→ Dataset entries:

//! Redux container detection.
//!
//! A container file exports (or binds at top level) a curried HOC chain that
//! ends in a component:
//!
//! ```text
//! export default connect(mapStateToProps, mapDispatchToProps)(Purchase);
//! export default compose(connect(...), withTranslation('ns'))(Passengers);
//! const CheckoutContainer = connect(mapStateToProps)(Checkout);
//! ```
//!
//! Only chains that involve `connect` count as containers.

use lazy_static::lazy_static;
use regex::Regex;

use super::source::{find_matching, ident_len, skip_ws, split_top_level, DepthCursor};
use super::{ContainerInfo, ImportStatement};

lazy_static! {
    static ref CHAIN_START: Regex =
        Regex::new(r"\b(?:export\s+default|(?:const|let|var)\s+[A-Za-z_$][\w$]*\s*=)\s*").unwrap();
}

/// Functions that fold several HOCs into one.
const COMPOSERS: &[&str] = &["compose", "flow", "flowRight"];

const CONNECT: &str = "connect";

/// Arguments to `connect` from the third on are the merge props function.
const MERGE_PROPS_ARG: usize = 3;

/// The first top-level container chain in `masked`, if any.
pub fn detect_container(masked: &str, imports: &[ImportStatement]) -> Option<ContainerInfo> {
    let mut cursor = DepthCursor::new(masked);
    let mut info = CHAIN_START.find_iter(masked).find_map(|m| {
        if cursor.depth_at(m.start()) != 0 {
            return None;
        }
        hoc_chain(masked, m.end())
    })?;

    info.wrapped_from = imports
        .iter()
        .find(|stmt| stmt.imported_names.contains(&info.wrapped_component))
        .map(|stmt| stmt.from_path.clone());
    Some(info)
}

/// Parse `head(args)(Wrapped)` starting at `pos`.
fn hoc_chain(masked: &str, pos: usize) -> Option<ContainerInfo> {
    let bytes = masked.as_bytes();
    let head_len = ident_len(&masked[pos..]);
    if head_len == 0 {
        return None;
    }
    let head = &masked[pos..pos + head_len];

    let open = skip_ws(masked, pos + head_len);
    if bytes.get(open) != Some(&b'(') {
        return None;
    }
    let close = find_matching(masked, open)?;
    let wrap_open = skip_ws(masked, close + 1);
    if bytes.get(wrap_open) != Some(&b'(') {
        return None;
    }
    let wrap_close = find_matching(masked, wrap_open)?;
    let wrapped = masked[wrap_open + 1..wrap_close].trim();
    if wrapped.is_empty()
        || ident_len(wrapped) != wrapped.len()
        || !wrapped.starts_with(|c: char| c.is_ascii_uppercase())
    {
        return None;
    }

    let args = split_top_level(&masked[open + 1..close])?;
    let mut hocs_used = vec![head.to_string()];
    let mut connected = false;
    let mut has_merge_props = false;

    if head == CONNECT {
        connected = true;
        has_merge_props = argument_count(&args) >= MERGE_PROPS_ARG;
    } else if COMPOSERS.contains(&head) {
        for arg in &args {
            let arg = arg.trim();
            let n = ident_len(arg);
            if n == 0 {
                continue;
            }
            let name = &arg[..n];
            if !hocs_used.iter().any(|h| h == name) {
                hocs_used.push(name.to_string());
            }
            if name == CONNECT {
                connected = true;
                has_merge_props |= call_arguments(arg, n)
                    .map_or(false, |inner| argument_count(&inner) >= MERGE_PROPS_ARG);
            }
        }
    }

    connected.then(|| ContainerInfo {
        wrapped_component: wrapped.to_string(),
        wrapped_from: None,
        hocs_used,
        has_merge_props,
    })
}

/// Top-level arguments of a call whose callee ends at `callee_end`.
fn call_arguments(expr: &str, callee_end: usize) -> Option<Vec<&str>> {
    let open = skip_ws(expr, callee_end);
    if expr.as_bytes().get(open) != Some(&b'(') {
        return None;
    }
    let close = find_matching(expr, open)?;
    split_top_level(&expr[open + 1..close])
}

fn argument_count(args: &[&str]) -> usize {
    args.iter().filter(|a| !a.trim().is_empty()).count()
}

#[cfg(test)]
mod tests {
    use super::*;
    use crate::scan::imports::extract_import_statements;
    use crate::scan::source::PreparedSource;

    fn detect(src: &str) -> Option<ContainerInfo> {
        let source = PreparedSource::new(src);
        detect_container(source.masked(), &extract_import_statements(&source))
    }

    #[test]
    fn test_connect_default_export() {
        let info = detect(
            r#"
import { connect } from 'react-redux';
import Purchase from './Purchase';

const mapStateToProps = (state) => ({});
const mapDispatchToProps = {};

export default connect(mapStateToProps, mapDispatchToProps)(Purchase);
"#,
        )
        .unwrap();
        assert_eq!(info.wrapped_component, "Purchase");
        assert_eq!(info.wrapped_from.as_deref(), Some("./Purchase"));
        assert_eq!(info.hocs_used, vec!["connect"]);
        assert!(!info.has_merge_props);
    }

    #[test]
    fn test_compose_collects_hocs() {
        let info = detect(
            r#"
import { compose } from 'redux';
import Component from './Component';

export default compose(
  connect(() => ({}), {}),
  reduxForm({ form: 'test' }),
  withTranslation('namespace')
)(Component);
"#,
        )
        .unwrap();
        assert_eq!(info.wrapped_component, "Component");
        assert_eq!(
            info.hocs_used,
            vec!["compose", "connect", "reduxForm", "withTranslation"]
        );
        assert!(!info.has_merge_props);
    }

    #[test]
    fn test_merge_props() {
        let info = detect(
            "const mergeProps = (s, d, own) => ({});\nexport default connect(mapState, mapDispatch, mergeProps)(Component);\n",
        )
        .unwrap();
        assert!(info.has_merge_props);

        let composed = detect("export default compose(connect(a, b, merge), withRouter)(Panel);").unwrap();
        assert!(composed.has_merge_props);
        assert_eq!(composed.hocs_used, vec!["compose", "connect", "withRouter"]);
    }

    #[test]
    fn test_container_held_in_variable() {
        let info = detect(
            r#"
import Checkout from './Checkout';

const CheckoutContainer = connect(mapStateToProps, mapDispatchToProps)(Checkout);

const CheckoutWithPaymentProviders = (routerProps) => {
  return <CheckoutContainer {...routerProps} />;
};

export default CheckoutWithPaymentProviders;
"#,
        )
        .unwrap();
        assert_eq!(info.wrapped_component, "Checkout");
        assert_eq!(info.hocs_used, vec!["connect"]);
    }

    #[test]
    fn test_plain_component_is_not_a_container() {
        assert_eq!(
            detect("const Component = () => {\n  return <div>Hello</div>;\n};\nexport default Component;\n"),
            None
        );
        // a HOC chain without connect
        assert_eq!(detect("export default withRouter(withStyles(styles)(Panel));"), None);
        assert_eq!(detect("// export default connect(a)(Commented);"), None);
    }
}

→ Exercise brief: Find how many lines in the records contain the string "mapStateToProps", then give the number alone.

→ Output for this task: 5